[Saved entries]
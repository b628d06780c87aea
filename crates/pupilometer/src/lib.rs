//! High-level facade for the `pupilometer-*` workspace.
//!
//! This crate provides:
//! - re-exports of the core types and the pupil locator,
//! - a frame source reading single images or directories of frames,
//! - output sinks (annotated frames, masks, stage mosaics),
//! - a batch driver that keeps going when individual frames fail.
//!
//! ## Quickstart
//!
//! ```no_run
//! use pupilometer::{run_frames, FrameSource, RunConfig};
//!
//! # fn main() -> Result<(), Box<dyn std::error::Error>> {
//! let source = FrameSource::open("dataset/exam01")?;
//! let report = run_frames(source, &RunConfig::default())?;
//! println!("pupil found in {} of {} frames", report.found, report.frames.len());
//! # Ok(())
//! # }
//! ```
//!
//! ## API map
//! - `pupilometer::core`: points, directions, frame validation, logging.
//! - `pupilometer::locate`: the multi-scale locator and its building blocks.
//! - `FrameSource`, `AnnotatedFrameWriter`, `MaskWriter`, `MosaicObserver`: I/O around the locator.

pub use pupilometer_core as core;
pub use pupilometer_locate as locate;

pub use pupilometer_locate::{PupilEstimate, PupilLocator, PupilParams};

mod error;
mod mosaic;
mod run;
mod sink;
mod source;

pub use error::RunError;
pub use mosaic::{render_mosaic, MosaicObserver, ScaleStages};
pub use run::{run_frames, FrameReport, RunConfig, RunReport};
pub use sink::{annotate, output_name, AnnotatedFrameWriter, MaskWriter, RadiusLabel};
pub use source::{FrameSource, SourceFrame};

Brief: Please go over the data above and tally every line holding "AnnotatedFrameWriter"; reply only with the count.

Answer for this exercise: 2